[ESS] ess-tracebug behavior [probably wishlist]

Vitalie Spinu spinuvit at gmail.com
Tue Apr 9 21:27:49 CEST 2013


  >> Ross Boylan <ross at biostat.ucsf.edu>
  >> on Tue, 9 Apr 2013 12:00:53 -0700 wrote:

 > When I flag a function for debugging with C-c C-t d I get the usual
 > browser dialog, but no display of the function with the current line
 > highlighted.  I'm also using ess developer.

This happens if the debugged function does not contain source
references. If you source the file (C-c C-l) or simply eval the function
(C-c C-c) the source is always there. I expect that you are debugging an
in-package function. R does not keep sources by default. There is an
option keep-source on building, and devtools actually have that option
on. Unfortunately the source points to a temporary folder where the
package was temporary unpacked and it is long gone, so even with that
option it will not work as expected.

The obvious workaround is to turn the developer on load the file or
function. This is what I do.

 > I suspect this is the expected behavior.  It would be really nice if
 > such a display came up, and the printout of the function body and the
 > calling arguments were suppressed (I think I saw an option to cut this
 > off, at least if it was long, but am not sure how to do that).
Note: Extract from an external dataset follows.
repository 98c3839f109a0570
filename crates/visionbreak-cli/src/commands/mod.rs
pub mod config;
pub mod run;
pub mod simulate;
There is an R option to limit the number of lines printed. I forgot the
name. See debug or trace docs.

 > ess-tracebug will not in general know where the source file is (which is
 > why I think the current behavior is  expected).  I can imagine two
 > options: asking the user for the source file location, or dumping the
 > function body into a temporary file.

Asking is not an option, many times you want to debug a function from a
package like base. There is no file location for those.

The second idea really appeals to me and I think it is quite
doable. Will look at it at the end of the month.

 > It could also be more or less clever about finding the source location
 > automatically.

 > There are various nasty corner cases because the same symbol could refer
 > to different functions at different points in a single source file.  The
 > symbol could also be a variable that is not the name of any function
 > definition.

Not always applicable, but in principle it is possible to look for the
occurrence of the expression. R also often reports wrong location, so
this feature might be indeed handy. I was thinking to add a shortcut to
call multi-occur on the error expression.